第4次産業革命とは、AI・ロボット・IoT・ビッグデータなどが牽引する技術革新です。AIとはArtificial Intelligenceの略で「人工知能」のことです。AIには、人間の知能に迫って同様の仕事が出来るような幅広い知能と自意識を持つと言われる「汎用人工知能」と人間の能力のある部分や特定の分野に特化した「特化型人工知能」があります。2045年に訪れると予測されているシンギュラリティ(技術的特異点)は、「汎用人工知能」が人間の脳の能力を超えることで、その真偽は学者や研究者の見解が分かれるところです。2020年の時点で、まだ「汎用人工知能」は出来ていません。一方の「特化型人工知能」はめざましい発展を遂げています。チェスや囲碁、将棋といった人類の中でも特に知能が高いと思われる人たちが職業としている分野で既に、名人クラスを破っています。自動運転や自動翻訳、スマートフォンやスマートスピーカーでユーザーの要望に的確に答えてくれるのも、客からの電話の問合せやクレームに応えるのも、1秒間で株の売買を決断するのもAIの得意技です。教育界では、一人ひとりの子どもたちに最適な学習方法を提供する「アダプティブ・ラーニング」もAIの得意分野となっています。もう既に、あらゆる産業のあらゆる場所・サービスでAIの活躍の場が拡がっています。
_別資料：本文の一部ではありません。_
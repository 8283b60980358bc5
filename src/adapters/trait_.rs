//! Marketplace adapter trait definition
//!
//! Every marketplace client implements [`MarketplaceAdapter`]; the rest of the
//! engine never branches on marketplace type except to pick an adapter.

use std::{collections::HashMap, time::Duration};

use async_trait::async_trait;
use serde_json::Value;
use thiserror::Error;

use super::types::{
    ExternalOrder, ExternalProduct, InventoryLevel, ListOptions, OrderListOptions, Page,
    TokenResult, WebhookContext, WebhookEvent,
};
use crate::models::marketplace_connection::MarketplaceType;
use crate::resilience::Retryable;

/// Adapter-level failures, classified for the retrier.
#[derive(Debug, Clone, Error)]
pub enum AdapterError {
    /// Non-success HTTP status from the marketplace
    #[error("HTTP error {status}: {body}")]
    Http {
        status: u16,
        body: String,
        retry_after: Option<Duration>,
    },
    /// The request never produced a response
    #[error("network error: {details}")]
    Network { details: String },
    #[error("malformed response: {details}")]
    MalformedResponse { details: String },
    #[error("authentication error: {details}")]
    Authentication { details: String },
    #[error("configuration error: {details}")]
    Configuration { details: String },
    #[error("webhook signature verification failed")]
    InvalidSignature,
    #[error("unsupported operation: {0}")]
    Unsupported(String),
}

impl AdapterError {
    pub fn configuration<S: Into<String>>(details: S) -> Self {
        AdapterError::Configuration {
            details: details.into(),
        }
    }

    pub fn malformed<S: Into<String>>(details: S) -> Self {
        AdapterError::MalformedResponse {
            details: details.into(),
        }
    }
}

impl Retryable for AdapterError {
    fn status(&self) -> Option<u16> {
        match self {
            AdapterError::Http { status, .. } => Some(*status),
            _ => None,
        }
    }

    fn is_network(&self) -> bool {
        matches!(self, AdapterError::Network { .. })
    }

    fn retry_after(&self) -> Option<Duration> {
        match self {
            AdapterError::Http { retry_after, .. } => *retry_after,
            _ => None,
        }
    }
}

impl From<reqwest::Error> for AdapterError {
    fn from(err: reqwest::Error) -> Self {
        if err.is_decode() {
            AdapterError::MalformedResponse {
                details: err.to_string(),
            }
        } else {
            AdapterError::Network {
                details: err.to_string(),
            }
        }
    }
}

/// Sync-facing classification of an adapter failure.
#[derive(Debug, Clone, PartialEq, serde::Serialize, serde::Deserialize)]
pub struct SyncError {
    #[serde(flatten)]
    pub kind: SyncErrorKind,
    #[serde(skip_serializing_if = "Option::is_none")]
    pub message: Option<String>,
}

#[derive(Debug, Clone, PartialEq, serde::Serialize, serde::Deserialize)]
#[serde(tag = "type", rename_all = "snake_case")]
pub enum SyncErrorKind {
    /// Authentication/authorization failure
    Unauthorized,
    /// Rate limited with optional retry after hint
    RateLimited {
        #[serde(skip_serializing_if = "Option::is_none")]
        retry_after_secs: Option<u64>,
    },
    /// Transient/retryable error
    Transient,
    /// Permanent/non-retryable error
    Permanent,
}

impl SyncError {
    fn new<S: Into<String>>(kind: SyncErrorKind, message: S) -> Self {
        Self {
            kind,
            message: Some(message.into()),
        }
    }

    pub fn is_transient(&self) -> bool {
        matches!(
            self.kind,
            SyncErrorKind::Transient | SyncErrorKind::RateLimited { .. }
        )
    }
}

impl std::fmt::Display for SyncError {
    fn fmt(&self, f: &mut std::fmt::Formatter<'_>) -> std::fmt::Result {
        let label = match &self.kind {
            SyncErrorKind::Unauthorized => "unauthorized",
            SyncErrorKind::RateLimited { .. } => "rate limited",
            SyncErrorKind::Transient => "transient",
            SyncErrorKind::Permanent => "permanent",
        };
        match &self.message {
            Some(message) => write!(f, "{label}: {message}"),
            None => write!(f, "{label}"),
        }
    }
}

impl std::error::Error for SyncError {}

impl From<&AdapterError> for SyncError {
    fn from(err: &AdapterError) -> Self {
        match err {
            AdapterError::Http {
                status,
                retry_after,
                ..
            } => match *status {
                401 | 403 => SyncError::new(SyncErrorKind::Unauthorized, err.to_string()),
                429 => SyncError::new(
                    SyncErrorKind::RateLimited {
                        retry_after_secs: retry_after.map(|d| d.as_secs()),
                    },
                    err.to_string(),
                ),
                400..=499 => SyncError::new(SyncErrorKind::Permanent, err.to_string()),
                _ => SyncError::new(SyncErrorKind::Transient, err.to_string()),
            },
            AdapterError::Network { .. } => {
                SyncError::new(SyncErrorKind::Transient, err.to_string())
            }
            AdapterError::Authentication { .. } => {
                SyncError::new(SyncErrorKind::Unauthorized, err.to_string())
            }
            AdapterError::MalformedResponse { .. }
            | AdapterError::Configuration { .. }
            | AdapterError::InvalidSignature
            | AdapterError::Unsupported(_) => {
                SyncError::new(SyncErrorKind::Permanent, err.to_string())
            }
        }
    }
}

/// Contract every marketplace client fulfils.
///
/// Implementations rate-limit their own outbound calls and refresh access
/// tokens before they expire.
#[async_trait]
pub trait MarketplaceAdapter: Send + Sync {
    fn marketplace(&self) -> MarketplaceType;

    /// Load credentials. Called once by the factory before the adapter is shared.
    async fn initialize(&mut self, credentials: &Value) -> Result<(), AdapterError>;

    async fn test_connection(&self) -> Result<(), AdapterError>;

    async fn refresh_token(&self) -> Result<TokenResult, AdapterError>;

    async fn get_products(
        &self,
        options: &ListOptions,
    ) -> Result<Page<ExternalProduct>, AdapterError>;

    async fn get_product(&self, id: &str) -> Result<ExternalProduct, AdapterError>;

    async fn get_orders(
        &self,
        options: &OrderListOptions,
    ) -> Result<Page<ExternalOrder>, AdapterError>;

    async fn get_order(&self, id: &str) -> Result<ExternalOrder, AdapterError>;

    /// Current quantities keyed by SKU. SKUs the marketplace does not report are absent.
    async fn get_inventory(
        &self,
        skus: &[String],
    ) -> Result<HashMap<String, InventoryLevel>, AdapterError>;

    fn verify_webhook(&self, payload: &[u8], signature: &str, secret: &str) -> bool;

    fn parse_webhook(
        &self,
        payload: &[u8],
        context: &WebhookContext,
    ) -> Result<WebhookEvent, AdapterError>;
}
ロボットというと人型ロボットや巨大な戦闘ロボット、工場の製造ラインのロボットを思い浮かべる方も多いかも知れませんが、いま進化しているのはコミュニケーションロボットや介護ロボット、身代わりロボットや英会話ロボットといった人々の生活に溶け込んだロボットたちです。そしてビジネスの分野では、体のないロボットRPA(Robotic Process Automation /ロボティック・プロセス・オートメーション)が急速にOfficeに導入されつつありあります。

AIやロボットの進化によって、20年後には今ある職業の半分以上がAIやロボットに取って代わられるとも言われています。AIやロボットとともに作るのがSociety5.0の時代、近未来の社会なのです。

しかしいま、多くの日本人が勘違いしていることがあります。それは、日本の科学技術や研究開発、教育分野などが「世界最先端」だということです。確かに20世紀には日本はかなりいいところまでいっていました。高品質・大量生産の自動車や電化製品、半導体や集積回路、ノートパソコンやスーパーコンピューター、TVゲームなど確かに世界最先端に違いなく、それを支える教育も20世紀に相応しい成果を上げていました。

しかし、GAFA(グーグル、アマゾン、フェイスブック、アップル)に代表されるIT産業が隆盛を極め始めてから、AIもロボットも通信も米中に全く歯が立ちません。科学技術のレベルを示すと言われる学術論文の発表数では、ほとんどの分野で、米中英独の後塵を拝しています。未来を支える教育分野では、21世紀の学びに欠かせないICT(情報通信技術)の活用が、OECD加盟国のほぼ最下位という調査結果もあります。コロナ禍で、中国の学校はすぐにオンライン授業に移行しましたが、日本の公立学校のほとんどが対応できませんでした。テレワーク対応も、すぐに出来たのは一部の企業だけでした。20世紀の成功体験のまま、同じやり方で21世紀も乗り切れると考えている石頭の経営者や役人、教育関係者が進化を阻害しているに違いありません。

今の日本は「2位じゃダメなんでしょうか?」などとのんびりしたことを言っている場合ではないほど、新時代対応がピンチなのです。最近、スーパーコンピューター「富岳」が世界最速を記録して1位の座を取り戻しましたが、それだけで日本が米中欧に追いついたと言うことはできません。教育界にも産業界にも、そして一人ひとりの生活者にも、新しい時代の変化に対応する心構えや覚悟が求められているのです。